[Dataset entries]
══════
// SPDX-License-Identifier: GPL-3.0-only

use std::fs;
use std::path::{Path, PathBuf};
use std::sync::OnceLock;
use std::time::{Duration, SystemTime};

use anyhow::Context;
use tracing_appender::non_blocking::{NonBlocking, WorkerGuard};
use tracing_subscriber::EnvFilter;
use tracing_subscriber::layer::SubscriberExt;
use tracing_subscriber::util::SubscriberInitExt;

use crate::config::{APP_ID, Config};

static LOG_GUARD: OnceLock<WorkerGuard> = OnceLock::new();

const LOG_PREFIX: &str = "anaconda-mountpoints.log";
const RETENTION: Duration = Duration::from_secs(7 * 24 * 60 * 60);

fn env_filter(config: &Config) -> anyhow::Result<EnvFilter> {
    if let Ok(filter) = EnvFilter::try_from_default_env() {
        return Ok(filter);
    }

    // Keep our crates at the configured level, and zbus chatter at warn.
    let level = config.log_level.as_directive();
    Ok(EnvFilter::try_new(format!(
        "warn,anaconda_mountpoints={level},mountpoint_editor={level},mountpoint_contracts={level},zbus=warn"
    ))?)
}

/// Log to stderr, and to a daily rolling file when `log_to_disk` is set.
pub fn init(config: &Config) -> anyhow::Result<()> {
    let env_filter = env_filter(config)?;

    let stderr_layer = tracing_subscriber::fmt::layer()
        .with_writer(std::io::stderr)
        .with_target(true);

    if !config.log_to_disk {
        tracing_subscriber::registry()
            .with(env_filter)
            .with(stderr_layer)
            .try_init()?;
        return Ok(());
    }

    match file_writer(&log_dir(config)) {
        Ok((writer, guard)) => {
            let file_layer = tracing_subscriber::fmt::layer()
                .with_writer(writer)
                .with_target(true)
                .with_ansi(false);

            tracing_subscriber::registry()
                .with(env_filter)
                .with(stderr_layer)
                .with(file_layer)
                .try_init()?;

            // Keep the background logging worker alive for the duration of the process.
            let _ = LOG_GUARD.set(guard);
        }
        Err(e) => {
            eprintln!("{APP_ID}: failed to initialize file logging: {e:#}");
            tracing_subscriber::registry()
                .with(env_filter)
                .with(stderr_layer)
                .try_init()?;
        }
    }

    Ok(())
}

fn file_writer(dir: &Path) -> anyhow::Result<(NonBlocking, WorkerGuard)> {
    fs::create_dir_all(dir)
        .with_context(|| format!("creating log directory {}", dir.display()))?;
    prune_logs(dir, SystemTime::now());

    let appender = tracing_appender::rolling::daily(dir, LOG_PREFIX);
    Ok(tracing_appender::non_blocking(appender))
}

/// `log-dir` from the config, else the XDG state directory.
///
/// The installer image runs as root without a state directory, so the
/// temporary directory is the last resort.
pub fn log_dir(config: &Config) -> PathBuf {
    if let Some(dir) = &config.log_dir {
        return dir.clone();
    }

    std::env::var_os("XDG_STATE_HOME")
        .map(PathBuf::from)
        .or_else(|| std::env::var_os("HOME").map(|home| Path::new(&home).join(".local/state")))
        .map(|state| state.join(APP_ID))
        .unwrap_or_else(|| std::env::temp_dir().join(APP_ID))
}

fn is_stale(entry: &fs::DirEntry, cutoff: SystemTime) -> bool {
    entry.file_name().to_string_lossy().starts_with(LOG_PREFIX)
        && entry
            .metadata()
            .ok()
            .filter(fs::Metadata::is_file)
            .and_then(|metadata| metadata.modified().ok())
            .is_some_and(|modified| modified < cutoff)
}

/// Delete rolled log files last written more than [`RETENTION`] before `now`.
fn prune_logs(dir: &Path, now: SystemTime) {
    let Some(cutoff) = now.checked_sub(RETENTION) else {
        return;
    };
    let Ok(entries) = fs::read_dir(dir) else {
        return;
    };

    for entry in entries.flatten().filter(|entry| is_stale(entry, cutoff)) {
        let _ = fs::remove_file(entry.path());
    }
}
══════
▶ ASSIGNED TASK:
Copy out each entry once more, character for character.

▶ SOLUTION TO THE PROBLEM:
// SPDX-License-Identifier: GPL-3.0-only

use std::fs;
use std::path::{Path, PathBuf};
use std::sync::OnceLock;
use std::time::{Duration, SystemTime};

use anyhow::Context;
use tracing_appender::non_blocking::{NonBlocking, WorkerGuard};
use tracing_subscriber::EnvFilter;
use tracing_subscriber::layer::SubscriberExt;
use tracing_subscriber::util::SubscriberInitExt;

use crate::config::{APP_ID, Config};

static LOG_GUARD: OnceLock<WorkerGuard> = OnceLock::new();

const LOG_PREFIX: &str = "anaconda-mountpoints.log";
const RETENTION: Duration = Duration::from_secs(7 * 24 * 60 * 60);

fn env_filter(config: &Config) -> anyhow::Result<EnvFilter> {
    if let Ok(filter) = EnvFilter::try_from_default_env() {
        return Ok(filter);
    }

    // Keep our crates at the configured level, and zbus chatter at warn.
    let level = config.log_level.as_directive();
    Ok(EnvFilter::try_new(format!(
        "warn,anaconda_mountpoints={level},mountpoint_editor={level},mountpoint_contracts={level},zbus=warn"
    ))?)
}

/// Log to stderr, and to a daily rolling file when `log_to_disk` is set.
pub fn init(config: &Config) -> anyhow::Result<()> {
    let env_filter = env_filter(config)?;

    let stderr_layer = tracing_subscriber::fmt::layer()
        .with_writer(std::io::stderr)
        .with_target(true);

    if !config.log_to_disk {
        tracing_subscriber::registry()
            .with(env_filter)
            .with(stderr_layer)
            .try_init()?;
        return Ok(());
    }

    match file_writer(&log_dir(config)) {
        Ok((writer, guard)) => {
            let file_layer = tracing_subscriber::fmt::layer()
                .with_writer(writer)
                .with_target(true)
                .with_ansi(false);

            tracing_subscriber::registry()
                .with(env_filter)
                .with(stderr_layer)
                .with(file_layer)
                .try_init()?;

            // Keep the background logging worker alive for the duration of the process.
            let _ = LOG_GUARD.set(guard);
        }
        Err(e) => {
            eprintln!("{APP_ID}: failed to initialize file logging: {e:#}");
            tracing_subscriber::registry()
                .with(env_filter)
                .with(stderr_layer)
                .try_init()?;
        }
    }

    Ok(())
}

fn file_writer(dir: &Path) -> anyhow::Result<(NonBlocking, WorkerGuard)> {
    fs::create_dir_all(dir)
        .with_context(|| format!("creating log directory {}", dir.display()))?;
    prune_logs(dir, SystemTime::now());

    let appender = tracing_appender::rolling::daily(dir, LOG_PREFIX);
    Ok(tracing_appender::non_blocking(appender))
}

/// `log-dir` from the config, else the XDG state directory.
///
/// The installer image runs as root without a state directory, so the
/// temporary directory is the last resort.
pub fn log_dir(config: &Config) -> PathBuf {
    if let Some(dir) = &config.log_dir {
        return dir.clone();
    }

    std::env::var_os("XDG_STATE_HOME")
        .map(PathBuf::from)
        .or_else(|| std::env::var_os("HOME").map(|home| Path::new(&home).join(".local/state")))
        .map(|state| state.join(APP_ID))
        .unwrap_or_else(|| std::env::temp_dir().join(APP_ID))
}

fn is_stale(entry: &fs::DirEntry, cutoff: SystemTime) -> bool {
    entry.file_name().to_string_lossy().starts_with(LOG_PREFIX)
        && entry
            .metadata()
            .ok()
            .filter(fs::Metadata::is_file)
            .and_then(|metadata| metadata.modified().ok())
            .is_some_and(|modified| modified < cutoff)
}

/// Delete rolled log files last written more than [`RETENTION`] before `now`.
fn prune_logs(dir: &Path, now: SystemTime) {
    let Some(cutoff) = now.checked_sub(RETENTION) else {
        return;
    };
    let Ok(entries) = fs::read_dir(dir) else {
        return;
    };

    for entry in entries.flatten().filter(|entry| is_stale(entry, cutoff)) {
        let _ = fs::remove_file(entry.path());
    }
}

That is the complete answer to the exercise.